Trump vs. Twitter : la fin du Wild West



 


Un tweet de trop, une goutte d’eau qui a fait déborder le vase. En accusant faussement de meurtre un animateur de télévision devenu sa bête noire, le président américain s’est – enfin ! – retrouvé taclé par Twitter. C’est la guerre, et la fin d’une fiction entretenue par les réseaux sociaux pour justifier leur passivité.

 


On aura failli attendre. Quatre ans (voire plus) que Donald Trump et les républicains ont transformé les réseaux sociaux en machines de guerre, à insulter, à calomnier et à inciter à la violence. Quatre ans que lesdits réseaux sociaux se contorsionnent comme des acrobates du Cirque du Soleil pour ne rien faire tout en prétendant faire quelque chose. Fini de jouer, on ne rit plus.

Comme toujours avec les histoires d’accros, celle-ci s’est terminée par une overdose. Un tweet de trop. Une insinuation abominable qui, décidément, n’est pas passée. Mardi 26 mai, Twitter a pour la première fois accolé un label « Vérifiez les faits » à deux tweets de Trump affirmant que le vote par correspondance était « frauduleux ». Mais personne n’a le moindre doute sur les messages qui ont finalement fait réagir la société : des tweets ou retweets de Trump relançant des accusations de meurtre contre un animateur de la chaîne MSNBC, Joe Scarborough, devenu la bête noire de Trump.

Twitter aurait dû agir depuis longtemps, et l’on attend toujours une action similaire de Facebook. L’incident de mardi a un mérite : il met fin à cette fiction selon laquelle les réseaux sociaux sont de simples vecteurs de communication neutres et non des médias, une fable qui justifie le refus de tout contrôle et toute censure. Cela fait des années que dure la pantalonnade : Trump et les conservateurs hurlent à la discrimination et la censure de réseaux sociaux aux mains des « gauchistes » de la Silicon Valley, mais ils en ont fait le bras armé de leur propagande. Twitter est le principal outil de communication de Trump, qui compte plus de 80 millions d’abonnés, et Facebook, de sa campagne, qui y dépense plus d’argent en pub que partout ailleurs.

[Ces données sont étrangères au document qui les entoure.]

use chrono::{Duration, NaiveDate};
use noaa_feature_builder::analyzers::FeatureAnalyzer;
use noaa_feature_builder::processors::BatchProcessor;
use noaa_feature_builder::readers::ObservationReader;
use noaa_feature_builder::{FeatureBuilder, FeatureConfig};
use pretty_assertions::assert_eq;
use std::fs;
use std::path::Path;
use tempfile::TempDir;

/// Write a station CSV where every variable on day `i` is `value(i)`
fn write_station_csv(path: &Path, start: NaiveDate, days: usize, value: impl Fn(usize) -> i64) {
    let mut contents = String::from("STATION,DATE,PRCP,TMIN,TAVG,TMAX,SNWD\n");
    for i in 0..days {
        let date = start + Duration::days(i as i64);
        let v = value(i);
        contents.push_str(&format!(
            "USW00094728,{},{},{},{},{},0\n",
            date.format("%Y-%m-%d"),
            v,
            v,
            v,
            v
        ));
    }
    fs::write(path, contents).expect("Failed to write station file");
}

fn read_rows(path: &Path) -> (Vec<String>, Vec<Vec<f64>>) {
    let mut reader = csv::Reader::from_path(path).expect("Failed to open output");
    let headers = reader
        .headers()
        .expect("Missing header")
        .iter()
        .map(String::from)
        .collect();
    let rows = reader
        .records()
        .map(|r| {
            r.expect("Bad record")
                .iter()
                .map(|c| c.parse::<f64>().expect("Non-numeric cell"))
                .collect()
        })
        .collect();
    (headers, rows)
}

#[test]
fn test_constant_station_end_to_end() {
    let input = TempDir::new().expect("Failed to create temp directory");
    let output = TempDir::new().expect("Failed to create temp directory");
    let start = NaiveDate::from_ymd_opt(2013, 1, 1).unwrap();
    write_station_csv(&input.path().join("USW00094728.csv"), start, 400, |_| 100);

    let out_dir = output.path().join("processed_data");
    let report = BatchProcessor::default()
        .process_directory(input.path(), &out_dir, None)
        .expect("Batch failed");
    assert_eq!(report.processed.len(), 1);

    let (headers, rows) = read_rows(&out_dir.join("USW00094728.csv"));

    assert_eq!(headers.len(), 149);
    assert!(!headers.iter().any(|h| h == "DATE" || h == "STATION" || h == "SNWD"));
    assert_eq!(rows.len(), 27);

    let calendar = ["YEAR", "MONTH", "DAY_OF_YEAR", "WEEK_OF_YEAR", "SEASON"];
    for row in &rows {
        for (name, value) in headers.iter().zip(row) {
            if calendar.contains(&name.as_str()) {
                continue;
            }
            let expected = if name.starts_with("PRCP") { 100.0 } else { 50.0 };
            assert_eq!(*value, expected, "column {}", name);
        }
    }
}

#[test]
fn test_year_filter_and_lag_alignment() {
    let dir = TempDir::new().expect("Failed to create temp directory");
    let path = dir.path().join("station.csv");
    // 2012-12-01 onwards; the first 31 rows are dropped by the year filter
    let start = NaiveDate::from_ymd_opt(2012, 12, 1).unwrap();
    write_station_csv(&path, start, 450, |i| i as i64);

    let observations = ObservationReader::new()
        .read_observations(&path)
        .expect("Failed to read");
    let table = FeatureBuilder::new()
        .build_unfiltered(&observations)
        .expect("Failed to build");

    assert_eq!(table.row_count(), 450 - 31);
    // position 0 of the filtered series is 2013-01-01, raw value 31
    assert_eq!(table.column("PRCP").unwrap().values[0], Some(31.0));
    assert_eq!(table.column("PRCP_lag_1").unwrap().values[0], None);
    assert_eq!(table.column("PRCP_lag_1").unwrap().values[2], Some(32.0));
    assert_eq!(table.column("PRCP_lag_-1").unwrap().values[1], Some(33.0));

    // window at p covers filtered positions p-369..=p-365
    let window = &table.column("PRCP_mean_5d_window").unwrap().values;
    let p = 400;
    let expected = (p - 369..=p - 365).map(|q| (q + 31) as f64).sum::<f64>() / 5.0;
    assert_eq!(window[p], Some(expected));
}

#[test]
fn test_output_is_deterministic() {
    let input = TempDir::new().expect("Failed to create temp directory");
    let output = TempDir::new().expect("Failed to create temp directory");
    let start = NaiveDate::from_ymd_opt(2013, 1, 1).unwrap();
    write_station_csv(&input.path().join("varying.csv"), start, 420, |i| {
        ((i * 37) % 200) as i64 - 50
    });

    let processor = BatchProcessor::default();
    processor
        .process_directory(input.path(), output.path(), None)
        .expect("First run failed");
    let first = fs::read(output.path().join("varying.csv")).expect("Missing output");

    processor
        .process_directory(input.path(), output.path(), None)
        .expect("Second run failed");
    let second = fs::read(output.path().join("varying.csv")).expect("Missing output");

    assert_eq!(first, second);
    assert!(!first.is_empty());
}

#[test]
fn test_pre_threshold_station_writes_header_only() {
    let input = TempDir::new().expect("Failed to create temp directory");
    let output = TempDir::new().expect("Failed to create temp directory");
    let start = NaiveDate::from_ymd_opt(2010, 1, 1).unwrap();
    write_station_csv(&input.path().join("old.csv"), start, 300, |_| 5);

    let report = BatchProcessor::default()
        .process_directory(input.path(), output.path(), None)
        .expect("Batch failed");

    assert_eq!(report.processed[0].output_rows, 0);
    let (headers, rows) = read_rows(&output.path().join("old.csv"));
    assert_eq!(headers.len(), 149);
    assert!(rows.is_empty());
}

#[test]
fn test_analyzer_reads_batch_output() {
    let input = TempDir::new().expect("Failed to create temp directory");
    let output = TempDir::new().expect("Failed to create temp directory");
    let start = NaiveDate::from_ymd_opt(2013, 1, 1).unwrap();
    write_station_csv(&input.path().join("s.csv"), start, 400, |_| 0);

    let config = FeatureConfig::default();
    BatchProcessor::new(config)
        .process_directory(input.path(), output.path(), None)
        .expect("Batch failed");

    let stats = FeatureAnalyzer::new()
        .analyze(&output.path().join("s.csv"))
        .expect("Analysis failed");

    assert_eq!(stats.total_rows, 27);
    assert_eq!(stats.total_columns, 149);
    assert_eq!(stats.year_range, Some((2014, 2014)));
    assert_eq!(stats.variables[1].name, "TMIN");
    assert_eq!(stats.variables[1].mean, 32.0);
}
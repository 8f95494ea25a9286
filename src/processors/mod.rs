pub mod batch_processor;
pub mod feature_builder;

pub use batch_processor::{list_input_files, BatchProcessor, BatchReport, FileFailure, FileOutcome};
pub use feature_builder::{rolling_mean, season, shift, FeatureBuilder};
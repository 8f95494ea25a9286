use crate::error::{ProcessingError, Result};

/// A named column of optional values. `None` marks a missing value.
#[derive(Debug, Clone, PartialEq)]
pub struct FeatureColumn {
    pub name: String,
    pub values: Vec<Option<f64>>,
}

impl FeatureColumn {
    pub fn new(name: impl Into<String>, values: Vec<Option<f64>>) -> Self {
        Self {
            name: name.into(),
            values,
        }
    }

    pub fn missing_count(&self) -> usize {
        self.values.iter().filter(|v| v.is_none()).count()
    }
}

/// Column-major feature table. Every column has the same length.
#[derive(Debug, Clone, Default, PartialEq)]
pub struct FeatureTable {
    columns: Vec<FeatureColumn>,
    row_count: usize,
}

impl FeatureTable {
    pub fn new() -> Self {
        Self::default()
    }

    /// Create an empty table whose row count is fixed up front
    pub fn with_row_count(row_count: usize) -> Self {
        Self {
            columns: Vec::new(),
            row_count,
        }
    }

    pub fn push_column(&mut self, column: FeatureColumn) -> Result<()> {
        if self.columns.is_empty() && self.row_count == 0 {
            self.row_count = column.values.len();
        }

        if column.values.len() != self.row_count {
            return Err(ProcessingError::InvalidFormat(format!(
                "Column '{}' has {} rows, table has {}",
                column.name,
                column.values.len(),
                self.row_count
            )));
        }

        if self.column(&column.name).is_some() {
            return Err(ProcessingError::InvalidFormat(format!(
                "Duplicate column '{}'",
                column.name
            )));
        }

        self.columns.push(column);
        Ok(())
    }

    pub fn column(&self, name: &str) -> Option<&FeatureColumn> {
        self.columns.iter().find(|c| c.name == name)
    }

    pub fn columns(&self) -> &[FeatureColumn] {
        &self.columns
    }

    pub fn column_names(&self) -> Vec<&str> {
        self.columns.iter().map(|c| c.name.as_str()).collect()
    }

    pub fn row_count(&self) -> usize {
        self.row_count
    }

    pub fn column_count(&self) -> usize {
        self.columns.len()
    }

    pub fn is_empty(&self) -> bool {
        self.row_count == 0
    }

    pub fn rows(&self) -> impl Iterator<Item = Vec<Option<f64>>> + '_ {
        (0..self.row_count).map(move |i| self.columns.iter().map(|c| c.values[i]).collect())
    }

    /// Remove every row that holds a missing value in any column
    pub fn drop_incomplete_rows(&mut self) {
        let keep: Vec<bool> = (0..self.row_count)
            .map(|i| self.columns.iter().all(|c| c.values[i].is_some()))
            .collect();

        for column in &mut self.columns {
            let mut flags = keep.iter();
            column.values.retain(|_| *flags.next().unwrap_or(&false));
        }

        self.row_count = keep.iter().filter(|k| **k).count();
    }

    pub fn has_missing_values(&self) -> bool {
        self.columns.iter().any(|c| c.missing_count() > 0)
    }
}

Pourquoi pas ? Sauf que, comme chacun le sait désormais, Twitter, Facebook & Co échappent à toutes les normes, tous les contrôles, toutes les retenues nécessaires au bon fonctionnement d’une démocratie. Et c’est justement ce qui séduit Trump : il peut s’y lâcher et exciter la rage de sa base, sans la moindre conséquence.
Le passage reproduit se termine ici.